Las declaraciones de Ruiz Alonso contra Fernando de los Ríos y Federico García Lorca, "el poeta de la cabeza gorda", y los valores políticos que representan, prueban que el escritor granadino fue ejecutado por ser una figura republicana comprometida con el Frente Popular. Pero las biografías de Ruiz Alonso y de otros personajes que aparecen en el libro demuestran que las guerras y los golpes de estado dejan las manos libres a los que necesitan cumplir las imperativas sentencias de su envidia. La envidia es mucho más dogmática que la alegría. Los manuscritos corregidos y las tardanzas en publicar nos hablan de un García Lorca poco autocomplaciente, lleno de búsquedas y de dudas sobre sí mismo. La gente que lo envidió y lo persiguió parece mucho más segura de su genialidad. La envidia no acepta matices, es bipartidista, establece una angustiosa competencia entre la soledad del yo y las razones del otro. Lo peor es que no concede ninguna satisfacción. Mientras engrandece al enemigo, no consigue evitar, en el último pliegue de la noche, la conciencia de la miseria propia. La envidia hace sufrir hasta el final, incluso cuando la víctima ha desaparecido. Agustín Penón, uno de los primeros investigadores de la muerte del poeta, entrevistó a Ruiz Alonso en 1956. En su despacho, vio una foto de su familia amparada por la Virgen y un ejemplar en piel de las Obras Completas de García Lorca. El envidioso advirtió la grandeza del poeta mucho antes que los investigadores nacionales o internacionales que lo acosaron con preguntas en su vejez.
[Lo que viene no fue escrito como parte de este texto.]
// SPDX-License-Identifier: AGPL-3.0-only
// Copyright (C) 2024 Jonathan Lee
// This program is free software: you can redistribute it and/or modify
// it under the terms of the GNU Affero General Public License version 3
// as published by the Free Software Foundation.
// This program is distributed in the hope that it will be useful,
// but WITHOUT ANY WARRANTY; without even the implied warranty of
// MERCHANTABILITY or FITNESS FOR A PARTICULAR PURPOSE.
// See the GNU Affero General Public License for more details.
// You should have received a copy of the GNU Affero General Public License
// along with this program. If not, see https://www.gnu.org/licenses/.

use std::io::Write;
use tally::{
    Dashboard, DashboardConfig, Dataset, Gender, IngestionError, TallyError, ViewKind, YearMonth,
};
use tempfile::NamedTempFile;

const HEADER: &str =
    "Name,Age,Gender,Blood Type,Medical Condition,Date of Admission,Insurance Provider,Billing Amount";

fn csv_file(rows: &[&str]) -> NamedTempFile {
    let mut file = NamedTempFile::new().expect("temp file");
    writeln!(file, "{HEADER}").unwrap();
    for row in rows {
        writeln!(file, "{row}").unwrap();
    }
    file.flush().unwrap();
    file
}

#[test]
fn loads_and_coerces_rows() {
    let file = csv_file(&[
        "Bobby Jackson,30,Male,B-,Cancer,2024-01-31,Blue Cross,18856.28",
        "Leslie Terry,62,Male,A+,Obesity,2019-08-20,Medicare,33643.33",
        "Danny Smith,76,Female,A-,Obesity,2022-09-22,Aetna,not-a-number",
        "Andrew Watts,28,Female,O+,Diabetes,bad-date,Medicare,40701.60",
    ]);
    let ds = Dataset::from_path(file.path(), &DashboardConfig::default()).unwrap();
    assert_eq!(ds.len(), 4);
    let report = ds.ingest_report();
    assert_eq!(report.missing_billing, 1);
    assert_eq!(report.missing_dates, 1);
    assert_eq!(ds.records()[2].billing_amount, None);
    assert_eq!(ds.records()[3].year_month, None);
    assert_eq!(ds.records()[0].year_month, YearMonth::new(2024, 1));
    assert_eq!(ds.genders(), &[Gender::Male, Gender::Female]);
    assert_eq!(ds.conditions(), &["Cancer", "Obesity", "Diabetes"]);
    let mean = ds.mean_billing().unwrap();
    assert!((mean - (18856.28 + 33643.33 + 40701.60) / 3.0).abs() < 1e-9);
    assert_eq!(ds.billing_min(), Some(18856.28));
    assert_eq!(ds.billing_median(), Some(33643.33));
    assert_eq!(ds.billing_max(), Some(40701.60));
}

#[test]
fn quoted_fields_with_commas() {
    let file = csv_file(&[
        "\"Smith, Jo\",45,Female,AB+,Arthritis,2020-02-02,\"Cigna, Inc\",1200",
    ]);
    let ds = Dataset::from_path(file.path(), &DashboardConfig::default()).unwrap();
    assert_eq!(ds.records()[0].insurance_provider, "Cigna, Inc");
}

#[test]
fn missing_required_column_is_fatal() {
    let mut file = NamedTempFile::new().unwrap();
    writeln!(file, "Name,Age,Gender,Medical Condition,Insurance Provider,Billing Amount").unwrap();
    writeln!(file, "Jo,30,Male,Cancer,Aetna,10").unwrap();
    let err = Dataset::from_path(file.path(), &DashboardConfig::default()).unwrap_err();
    match err {
        IngestionError::MissingColumn { column } => assert_eq!(column, "Date of Admission"),
        other => panic!("unexpected error: {other}"),
    }
}

#[test]
fn unreadable_source_is_fatal() {
    let err = Dataset::from_path("/definitely/not/here.csv", &DashboardConfig::default())
        .unwrap_err();
    assert!(matches!(err, IngestionError::Unreadable { .. }));
}

#[test]
fn empty_source_has_no_header() {
    let file = NamedTempFile::new().unwrap();
    let err = Dataset::from_path(file.path(), &DashboardConfig::default()).unwrap_err();
    assert!(matches!(err, IngestionError::MissingHeader));
}

#[test]
fn header_only_source_is_an_empty_dataset() {
    let file = csv_file(&[]);
    let ds = Dataset::from_path(file.path(), &DashboardConfig::default()).unwrap();
    assert!(ds.is_empty());
    assert_eq!(ds.mean_billing(), None);
}

#[test]
fn all_billing_missing_reports_no_data() {
    let file = csv_file(&[
        "A,30,Male,B-,Cancer,2024-01-31,Blue Cross,",
        "B,31,Female,B-,Cancer,2024-01-31,Blue Cross,N/A",
    ]);
    let dashboard = Dashboard::load(file.path(), DashboardConfig::default()).unwrap();
    let summary = dashboard.summary();
    assert_eq!(summary.mean_billing, None);
    assert_eq!(summary.mean_billing_label(), "no data");
    assert!(dashboard.slider_bounds().is_none());
    let filter = dashboard.initial_filter();
    assert_eq!(filter.billing_center, 0.0);
    assert!(dashboard
        .compute_view(&filter, ViewKind::BillingDistribution)
        .is_empty());
}

#[test]
fn dashboard_rejects_invalid_config() {
    let file = csv_file(&[]);
    let config = DashboardConfig {
        histogram_bins: 0,
        ..Default::default()
    };
    let err = Dashboard::load(file.path(), config).err().unwrap();
    assert!(matches!(err, TallyError::Config(_)));
}

#[test]
fn reader_source_works_like_path() {
    let data = format!("{HEADER}\nJo,30,M,B-,Cancer,2024-01-31,Aetna,10\n");
    let ds = Dataset::from_reader(data.as_bytes(), &DashboardConfig::default()).unwrap();
    assert_eq!(ds.records()[0].gender, Gender::Male);
}

#[test]
fn bundled_demo_assets_load() {
    let demo = std::path::Path::new(env!("CARGO_MANIFEST_DIR"))
        .join("../../bin/demos/tally-dashboard-demo");
    let config = DashboardConfig::from_yaml_file(demo.join("config/dashboard.yml")).unwrap();
    let dashboard = Dashboard::load(demo.join("data/sample_healthcare.csv"), config).unwrap();
    let summary = dashboard.summary();
    assert_eq!(summary.total_records, 20);
    assert_eq!(summary.missing_billing, 0);
    assert_eq!(summary.missing_dates, 0);
    assert!(dashboard.filter_options().conditions.contains(&"Arthritis".to_string()));
}

#[test]
fn strict_dates_preset_rejects_us_dates() {
    let file = csv_file(&[
        "A,30,Male,B-,Cancer,2024-01-31,Aetna,10",
        "B,31,Female,B-,Cancer,01/31/2024,Aetna,20",
    ]);
    let lenient = Dataset::from_path(file.path(), &DashboardConfig::default()).unwrap();
    assert_eq!(lenient.ingest_report().missing_dates, 0);
    let strict = Dataset::from_path(file.path(), &DashboardConfig::strict_dates()).unwrap();
    assert_eq!(strict.ingest_report().missing_dates, 1);
    assert_eq!(strict.records()[1].year_month, None);
}

#[test]
fn invalid_utf8_field_only_spoils_its_value() {
    let mut file = NamedTempFile::new().unwrap();
    writeln!(file, "{HEADER}").unwrap();
    writeln!(file, "A,30,Male,B-,Cancer,2024-01-31,Aetna,10").unwrap();
    file.write_all(b"B,31,Female,B-,Asthma,2024-02-01,Cigna,").unwrap();
    file.write_all(&[0xFF, 0xFE, b'\n']).unwrap();
    file.flush().unwrap();
    let ds = Dataset::from_path(file.path(), &DashboardConfig::default()).unwrap();
    assert_eq!(ds.len(), 2);
    assert_eq!(ds.ingest_report().missing_billing, 1);
    assert_eq!(ds.mean_billing(), Some(10.0));
}
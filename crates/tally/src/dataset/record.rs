// SPDX-License-Identifier: AGPL-3.0-only
// Copyright (C) 2024 Jonathan Lee
// This program is free software: you can redistribute it and/or modify
// it under the terms of the GNU Affero General Public License version 3
// as published by the Free Software Foundation.
// This program is distributed in the hope that it will be useful,
// but WITHOUT ANY WARRANTY; without even the implied warranty of
// MERCHANTABILITY or FITNESS FOR A PARTICULAR PURPOSE.
// See the GNU Affero General Public License for more details.
// You should have received a copy of the GNU Affero General Public License
// along with this program. If not, see https://www.gnu.org/licenses/.

use chrono::{Datelike, NaiveDate};
use serde::{Deserialize, Serialize};
use std::fmt;
use std::str::FromStr;

#[derive(Debug, Clone, PartialEq, Eq, Hash, Serialize, Deserialize)]
pub enum Gender {
    Male,
    Female,
    Other(String),
}
impl Gender {
    pub fn as_str(&self) -> &str {
        match self {
            Gender::Male => "Male",
            Gender::Female => "Female",
            Gender::Other(label) => label,
        }
    }
}
impl FromStr for Gender {
    type Err = std::convert::Infallible;
    fn from_str(s: &str) -> Result<Self, Self::Err> {
        let trimmed = s.trim();
        Ok(match trimmed.to_ascii_lowercase().as_str() {
            "m" | "male" => Gender::Male,
            "f" | "female" => Gender::Female,
            _ => Gender::Other(trimmed.to_string()),
        })
    }
}
impl fmt::Display for Gender {
    fn fmt(&self, f: &mut fmt::Formatter<'_>) -> fmt::Result {
        f.write_str(self.as_str())
    }
}

/// Calendar month bucket used by admission trends. Orders chronologically.
#[derive(Debug, Clone, Copy, PartialEq, Eq, PartialOrd, Ord, Hash, Serialize, Deserialize)]
pub struct YearMonth {
    pub year: i32,
    pub month: u32,
}
impl YearMonth {
    pub fn new(year: i32, month: u32) -> Option<Self> {
        (1..=12).contains(&month).then_some(Self { year, month })
    }
    pub fn from_date(date: NaiveDate) -> Self {
        Self {
            year: date.year(),
            month: date.month(),
        }
    }
}
impl fmt::Display for YearMonth {
    fn fmt(&self, f: &mut fmt::Formatter<'_>) -> fmt::Result {
        write!(f, "{:04}-{:02}", self.year, self.month)
    }
}

/// One patient billing row after coercion. Missing values are `None`, never
/// unparsed text.
#[derive(Debug, Clone, PartialEq, Serialize, Deserialize)]
pub struct Record {
    pub age: Option<u32>,
    pub gender: Gender,
    pub medical_condition: String,
    pub insurance_provider: String,
    /// Non-negative and finite when present.
    pub billing_amount: Option<f64>,
    pub date_of_admission: Option<NaiveDate>,
    pub year_month: Option<YearMonth>,
}
impl Record {
    pub fn new(
        age: Option<u32>,
        gender: Gender,
        medical_condition: impl Into<String>,
        insurance_provider: impl Into<String>,
        billing_amount: Option<f64>,
        date_of_admission: Option<NaiveDate>,
    ) -> Self {
        Self {
            age,
            gender,
            medical_condition: medical_condition.into(),
            insurance_provider: insurance_provider.into(),
            billing_amount: billing_amount.filter(|v| v.is_finite() && *v >= 0.0),
            date_of_admission,
            year_month: date_of_admission.map(YearMonth::from_date),
        }
    }
    pub fn matches_gender(&self, gender: Option<&Gender>) -> bool {
        gender.map_or(true, |g| &self.gender == g)
    }
    pub fn matches_condition(&self, condition: Option<&str>) -> bool {
        condition.map_or(true, |c| self.medical_condition == c)
    }
}

#[cfg(test)]
mod tests {
    use super::*;

    #[test]
    fn gender_parses_short_and_long_forms() {
        assert_eq!("M".parse::<Gender>().unwrap(), Gender::Male);
        assert_eq!(" female ".parse::<Gender>().unwrap(), Gender::Female);
        assert_eq!(
            "Nonbinary".parse::<Gender>().unwrap(),
            Gender::Other("Nonbinary".to_string())
        );
    }

    #[test]
    fn year_month_orders_across_years() {
        let dec = YearMonth::new(2019, 12).unwrap();
        let jan = YearMonth::new(2020, 1).unwrap();
        assert!(dec < jan);
        assert_eq!(jan.to_string(), "2020-01");
        assert!(YearMonth::new(2020, 13).is_none());
    }

    #[test]
    fn negative_or_nan_billing_is_missing() {
        let neg = Record::new(None, Gender::Male, "Flu", "Aetna", Some(-5.0), None);
        let nan = Record::new(None, Gender::Male, "Flu", "Aetna", Some(f64::NAN), None);
        assert_eq!(neg.billing_amount, None);
        assert_eq!(nan.billing_amount, None);
    }

    #[test]
    fn year_month_derived_from_admission_date() {
        let date = NaiveDate::from_ymd_opt(2022, 3, 17);
        let record = Record::new(Some(40), Gender::Female, "Asthma", "Cigna", Some(10.0), date);
        assert_eq!(record.year_month, YearMonth::new(2022, 3));
    }
}
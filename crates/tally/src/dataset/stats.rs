// SPDX-License-Identifier: AGPL-3.0-only
// Copyright (C) 2024 Jonathan Lee
// This program is free software: you can redistribute it and/or modify
// it under the terms of the GNU Affero General Public License version 3
// as published by the Free Software Foundation.
// This program is distributed in the hope that it will be useful,
// but WITHOUT ANY WARRANTY; without even the implied warranty of
// MERCHANTABILITY or FITNESS FOR A PARTICULAR PURPOSE.
// See the GNU Affero General Public License for more details.
// You should have received a copy of the GNU Affero General Public License
// along with this program. If not, see https://www.gnu.org/licenses/.

use polars::prelude::*;
use serde::{Deserialize, Serialize};

/// Billing column statistics, computed once at load.
#[derive(Debug, Clone)]
pub struct BillingStats {
    column: Float64Chunked,
    mean: Option<f64>,
    median: Option<f64>,
    min: Option<f64>,
    max: Option<f64>,
}
impl BillingStats {
    /// Negative and non-finite amounts never enter the column.
    pub fn from_values<I: IntoIterator<Item = f64>>(values: I) -> Self {
        let valid: Vec<f64> = values
            .into_iter()
            .filter(|v| v.is_finite() && *v >= 0.0)
            .collect();
        let column = Float64Chunked::from_vec("Billing Amount".into(), valid);
        Self {
            mean: column.mean(),
            median: column.median(),
            min: column.min(),
            max: column.max(),
            column,
        }
    }
    pub fn count(&self) -> usize {
        self.column.len()
    }
    pub fn is_empty(&self) -> bool {
        self.column.is_empty()
    }
    pub fn mean(&self) -> Option<f64> {
        self.mean
    }
    pub fn min(&self) -> Option<f64> {
        self.min
    }
    pub fn max(&self) -> Option<f64> {
        self.max
    }
    pub fn median(&self) -> Option<f64> {
        self.median
    }
    /// Linear interpolation between closest ranks; `None` outside `0..=1`.
    pub fn quantile(&self, q: f64) -> Option<f64> {
        self.column
            .quantile(q, QuantileMethod::Linear)
            .ok()
            .flatten()
    }
}

#[derive(Debug, Clone, PartialEq, Eq, Serialize, Deserialize)]
pub struct SliderMark {
    pub value: i64,
    pub label: String,
}
impl SliderMark {
    pub fn at(value: f64) -> Self {
        let value = value.trunc() as i64;
        Self {
            value,
            label: format!("${}", group_thousands(value)),
        }
    }
}

/// Range, default position and marks for the billing slider.
#[derive(Debug, Clone, PartialEq, Serialize, Deserialize)]
pub struct SliderBounds {
    pub min: f64,
    pub max: f64,
    pub initial: f64,
    pub step: f64,
    pub marks: Vec<SliderMark>,
}

pub fn round_to(value: f64, decimals: u32) -> f64 {
    let factor = 10f64.powi(decimals as i32);
    (value * factor).round() / factor
}

fn group_thousands(value: i64) -> String {
    let digits = value.unsigned_abs().to_string();
    let chunks: Vec<&str> = digits
        .as_bytes()
        .rchunks(3)
        .rev()
        .map(|chunk| std::str::from_utf8(chunk).unwrap_or_default())
        .collect();
    let grouped = chunks.join(",");
    if value < 0 {
        format!("-{grouped}")
    } else {
        grouped
    }
}
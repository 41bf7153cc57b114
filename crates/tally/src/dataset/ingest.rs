// SPDX-License-Identifier: AGPL-3.0-only
// Copyright (C) 2024 Jonathan Lee
// This program is free software: you can redistribute it and/or modify
// it under the terms of the GNU Affero General Public License version 3
// as published by the Free Software Foundation.
// This program is distributed in the hope that it will be useful,
// but WITHOUT ANY WARRANTY; without even the implied warranty of
// MERCHANTABILITY or FITNESS FOR A PARTICULAR PURPOSE.
// See the GNU Affero General Public License for more details.
// You should have received a copy of the GNU Affero General Public License
// along with this program. If not, see https://www.gnu.org/licenses/.

use crate::config::DashboardConfig;
use crate::dataset::record::{Gender, Record};
use crate::error::{utils, IngestionError, IngestionResult};
use chrono::{NaiveDate, NaiveDateTime};
use csv::{ByteRecord, ReaderBuilder};
use polars::prelude::{DataType, NamedFrom, Series};
use std::borrow::Cow;
use std::io::Read;
use tracing::{debug, warn};

pub const AGE: &str = "Age";
pub const GENDER: &str = "Gender";
pub const MEDICAL_CONDITION: &str = "Medical Condition";
pub const INSURANCE_PROVIDER: &str = "Insurance Provider";
pub const BILLING_AMOUNT: &str = "Billing Amount";
pub const DATE_OF_ADMISSION: &str = "Date of Admission";
pub const REQUIRED_COLUMNS: [&str; 6] = [
    AGE,
    GENDER,
    MEDICAL_CONDITION,
    INSURANCE_PROVIDER,
    BILLING_AMOUNT,
    DATE_OF_ADMISSION,
];

/// Counts of values coerced to missing during a load.
#[derive(Debug, Clone, Default, PartialEq, Eq)]
pub struct IngestReport {
    pub rows: usize,
    pub missing_age: usize,
    pub missing_billing: usize,
    pub missing_dates: usize,
}

/// Positions of the required columns in the header row.
#[derive(Debug, Clone, Copy)]
struct ColumnIndex {
    age: usize,
    gender: usize,
    condition: usize,
    insurance: usize,
    billing: usize,
    admission: usize,
}
impl ColumnIndex {
    fn resolve(headers: &ByteRecord) -> IngestionResult<Self> {
        if headers.is_empty() {
            return Err(IngestionError::MissingHeader);
        }
        let names: Vec<String> = headers.iter().map(|h| decode(h).into_owned()).collect();
        let find = |name: &str| {
            names
                .iter()
                .position(|h| h.trim() == name)
                .ok_or_else(|| utils::missing_column(name))
        };
        Ok(Self {
            age: find(AGE)?,
            gender: find(GENDER)?,
            condition: find(MEDICAL_CONDITION)?,
            insurance: find(INSURANCE_PROVIDER)?,
            billing: find(BILLING_AMOUNT)?,
            admission: find(DATE_OF_ADMISSION)?,
        })
    }
}

/// Invalid UTF-8 becomes U+FFFD so a bad byte only spoils its own field.
fn decode(raw: &[u8]) -> Cow<'_, str> {
    String::from_utf8_lossy(raw)
}

pub(crate) fn read_records<R: Read>(
    source: R,
    config: &DashboardConfig,
) -> IngestionResult<(Vec<Record>, IngestReport)> {
    let mut reader = ReaderBuilder::new()
        .has_headers(true)
        .flexible(true)
        .trim(csv::Trim::Fields)
        .from_reader(source);
    let columns = ColumnIndex::resolve(reader.byte_headers()?)?;
    let mut rows = Vec::new();
    let mut raw_billing = Vec::new();
    for row in reader.byte_records() {
        let row = row?;
        let field = |i: usize| decode(row.get(i).unwrap_or_default()).into_owned();
        raw_billing.push(field(columns.billing));
        rows.push((
            field(columns.age),
            field(columns.gender),
            field(columns.condition),
            field(columns.insurance),
            field(columns.admission),
        ));
    }
    let billing = coerce_billing(&raw_billing)?;

    let mut report = IngestReport {
        rows: rows.len(),
        ..IngestReport::default()
    };
    let records: Vec<Record> = rows
        .into_iter()
        .zip(billing)
        .map(|((age, gender, condition, insurance, admission), billing_amount)| {
            let age = parse_age(&age);
            let date_of_admission = parse_date(&admission, &config.date_formats);
            if age.is_none() {
                report.missing_age += 1;
            }
            if billing_amount.is_none() {
                report.missing_billing += 1;
            }
            if date_of_admission.is_none() {
                report.missing_dates += 1;
            }
            let gender: Gender = gender.parse().unwrap_or_else(|never| match never {});
            Record::new(
                age,
                gender,
                condition,
                insurance,
                billing_amount,
                date_of_admission,
            )
        })
        .collect();
    if report.missing_billing > 0 || report.missing_dates > 0 {
        warn!(
            rows = report.rows,
            missing_billing = report.missing_billing,
            missing_dates = report.missing_dates,
            missing_age = report.missing_age,
            "coerced malformed values to missing"
        );
    }
    debug!(rows = report.rows, "csv rows read");
    Ok((records, report))
}

/// Casts raw billing text to `Float64` without strictness, so anything
/// unparsable becomes null; negative or non-finite amounts are dropped too.
pub fn coerce_billing<S: AsRef<str>>(raw: &[S]) -> IngestionResult<Vec<Option<f64>>> {
    let text: Vec<&str> = raw.iter().map(|v| v.as_ref().trim()).collect();
    let cast = Series::new(BILLING_AMOUNT.into(), text).cast(&DataType::Float64)?;
    Ok(cast
        .f64()?
        .into_iter()
        .map(|v| v.filter(|v| v.is_finite() && *v >= 0.0))
        .collect())
}

pub fn parse_billing(raw: &str) -> Option<f64> {
    coerce_billing(&[raw])
        .ok()
        .and_then(|values| values.into_iter().next().flatten())
}

pub fn parse_age(raw: &str) -> Option<u32> {
    let trimmed = raw.trim();
    if let Ok(age) = trimmed.parse::<u32>() {
        return Some(age);
    }
    trimmed
        .parse::<f64>()
        .ok()
        .filter(|v| v.is_finite() && *v >= 0.0 && v.fract() == 0.0 && *v <= f64::from(u32::MAX))
        .map(|v| v as u32)
}

pub fn parse_date(raw: &str, formats: &[String]) -> Option<NaiveDate> {
    let trimmed = raw.trim();
    if trimmed.is_empty() {
        return None;
    }
    formats.iter().find_map(|format| {
        NaiveDate::parse_from_str(trimmed, format)
            .ok()
            .or_else(|| {
                NaiveDateTime::parse_from_str(trimmed, format)
                    .ok()
                    .map(|dt| dt.date())
            })
    })
}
Uno llega a apiadarse de la tragedia del envidioso, pero se alegra de vivir en tiempos de paz. Los que se limitan a calumniar y a consolarse con sus dogmas en épocas tranquilas, pasan a venganzas más contundentes en las ocasiones que ofrecen las dictaduras y las guerras. Borran las vidas ajenas. Ian Gibson ha dedicado la suya a lo contrario: a escribir las biografías de algunos de los españoles más notables del siglo XX.